# Yogurt problem



## miatchgurl (Jan 17, 2007)

i made yogurt and i think it was only at the right temp for only an hour, since i made it before i slept. After that i think the temp was around 28C

now i don't know if its good or not..


----------



## boufa06 (Jan 18, 2007)

miatchgurl, you can tell whether your yoghurt is done or not by examining its consistency.  If you judge the consistency to be similar to that of what you consider 'good' yoghurt, then it is. On the other hand, if it is liquidy, then the yoghurt bacteria did not have sufficient time to work.  In such a case, you can try bringing the 'underdone' yoghurt back to proper temperature for the required time so that the yoghurt bacteria can resume and finish their work.  The yoghurt bacteria you introduced originally are still alive in your yoghurt although dormant.  Restoring the proper temperature will get them going again.  As bacteria go, yoghurt bacteria are quite strong and therefore not likely to be overwhelmed by other bacteria that may have established themselves in your yoghurt after you took it out from the yoghurt maker.


----------



## miatchgurl (Jan 18, 2007)

really? thanks!!! your great!!!!

i got scared of eating it thinking it might be just spoiled milk and not yogurt. hehe

about the watery liquid that's forming on top, should i just scoop it out?


----------



## Aria (Jan 18, 2007)

boufao6,I enjoyed reading your message on yoghurt.  Would you share your recipe for yoghurt.   Haven't made it in a long while.  Think I would like to start making my own (if it is not too time consuming).  Thanks


----------



## boufa06 (Jan 19, 2007)

miatchgurl said:
			
		

> really? thanks!!! your great!!!!
> 
> i got scared of eating it thinking it might be just spoiled milk and not yogurt. hehe
> 
> about the watery liquid that's forming on top, should i just scoop it out?
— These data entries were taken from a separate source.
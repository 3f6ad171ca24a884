//! File metadata types and repository for the document portal.

use std::path::Path;

use chrono::{DateTime, Utc};
use serde::Serialize;
use sqlx::{SqliteConnection, SqlitePool};

use crate::datetime::parse_db_datetime;
use crate::{PortalError, Result};

/// Metadata for a file stored in a folder.
#[derive(Debug, Clone, PartialEq, Eq, Serialize, sqlx::FromRow)]
pub struct FileRecord {
    /// Unique file ID.
    pub id: i64,
    /// Folder this file belongs to.
    pub folder_id: i64,
    /// Original filename (display name, not sanitized).
    pub filename: String,
    /// Path of the copy inside the managed storage area.
    pub storage_path: String,
    /// When the file was uploaded (UTC, SQLite format).
    pub uploaded_at: String,
}

impl FileRecord {
    /// Lower-cased extension of the original filename, empty when it has none.
    pub fn extension(&self) -> String {
        match self.filename.rsplit_once('.') {
            Some((_, ext)) => ext.to_lowercase(),
            None => String::new(),
        }
    }

    /// Size of the stored copy in bytes, 0 when it is missing.
    pub fn size(&self) -> u64 {
        std::fs::metadata(Path::new(&self.storage_path))
            .map(|m| m.len())
            .unwrap_or(0)
    }

    /// Human readable size, e.g. `"1.50 KB"`.
    pub fn size_formatted(&self) -> String {
        format_size(self.size())
    }

    /// Get the uploaded_at as DateTime<Utc>.
    pub fn uploaded_at_datetime(&self) -> Option<DateTime<Utc>> {
        parse_db_datetime(&self.uploaded_at)
    }
}

/// Format a byte count with two decimals and a binary unit.
pub fn format_size(bytes: u64) -> String {
    let mut size = bytes as f64;
    for unit in ["B", "KB", "MB", "GB"] {
        if size < 1024.0 {
            return format!("{size:.2} {unit}");
        }
        size /= 1024.0;
    }
    format!("{size:.2} TB")
}

/// Repository for file metadata operations.
pub struct FileRepository<'a> {
    pool: &'a SqlitePool,
}

impl<'a> FileRepository<'a> {
    /// Create a new FileRepository with the given database pool reference.
    pub fn new(pool: &'a SqlitePool) -> Self {
        Self { pool }
    }

    /// Insert a file row on an existing connection or transaction.
    pub async fn insert(
        conn: &mut SqliteConnection,
        folder_id: i64,
        filename: &str,
        storage_path: &str,
    ) -> Result<i64> {
        let result =
            sqlx::query("INSERT INTO files (folder_id, filename, storage_path) VALUES (?, ?, ?)")
                .bind(folder_id)
                .bind(filename)
                .bind(storage_path)
                .execute(conn)
                .await
                .map_err(|e| PortalError::Store(e.to_string()))?;

        Ok(result.last_insert_rowid())
    }

    /// Create a new file entry.
    pub async fn create(
        &self,
        folder_id: i64,
        filename: &str,
        storage_path: &str,
    ) -> Result<FileRecord> {
        let mut conn = self.pool.acquire().await?;
        let id = Self::insert(&mut conn, folder_id, filename, storage_path).await?;
        drop(conn);

        self.get_by_id(id)
            .await?
            .ok_or_else(|| PortalError::NotFound("file".to_string()))
    }

    /// Get a file by ID.
    pub async fn get_by_id(&self, id: i64) -> Result<Option<FileRecord>> {
        let file = sqlx::query_as::<_, FileRecord>(
            "SELECT id, folder_id, filename, storage_path, uploaded_at FROM files WHERE id = ?",
        )
        .bind(id)
        .fetch_optional(self.pool)
        .await?;

        Ok(file)
    }

    /// List files in a folder, newest upload first.
    pub async fn list_by_folder(&self, folder_id: i64) -> Result<Vec<FileRecord>> {
        let files = sqlx::query_as::<_, FileRecord>(
            "SELECT id, folder_id, filename, storage_path, uploaded_at
             FROM files WHERE folder_id = ? ORDER BY uploaded_at DESC, id DESC",
        )
        .bind(folder_id)
        .fetch_all(self.pool)
        .await?;

        Ok(files)
    }

    /// Delete a file row by ID.
    pub async fn delete(&self, id: i64) -> Result<bool> {
        let result = sqlx::query("DELETE FROM files WHERE id = ?")
            .bind(id)
            .execute(self.pool)
            .await
            .map_err(|e| PortalError::Store(e.to_string()))?;

        Ok(result.rows_affected() > 0)
    }

    /// Count files directly inside a folder.
    pub async fn count_by_folder(&self, folder_id: i64) -> Result<i64> {
        let count: i64 = sqlx::query_scalar("SELECT COUNT(*) FROM files WHERE folder_id = ?")
            .bind(folder_id)
            .fetch_one(self.pool)
            .await?;

        Ok(count)
    }

    /// Count files in a folder and all of its descendants.
    pub async fn count_in_subtree(&self, folder_id: i64) -> Result<i64> {
        let count: i64 = sqlx::query_scalar(
            "WITH RECURSIVE subtree(id) AS (
                SELECT id FROM folders WHERE id = ?
                UNION
                SELECT f.id FROM folders f JOIN subtree s ON f.parent_id = s.id
             )
             SELECT COUNT(*) FROM files WHERE folder_id IN (SELECT id FROM subtree)",
        )
        .bind(folder_id)
        .fetch_one(self.pool)
        .await?;

        Ok(count)
    }
}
 I am glad I was of some help.  As for the watery liquid, you can scoop it out.  However, it would be better to work in such a way as to avoid the formation of water on top.  The water forms in the first place because the milk you are using does not have a high enough fat content.  Here is what you can do: If you are not too worried about fat content, mix some half and half with your milk.  BTW, are you using non-fat or low-fat milk to make yoghurt?  If yes, the yoghurt you get will be of very liquidy consistency.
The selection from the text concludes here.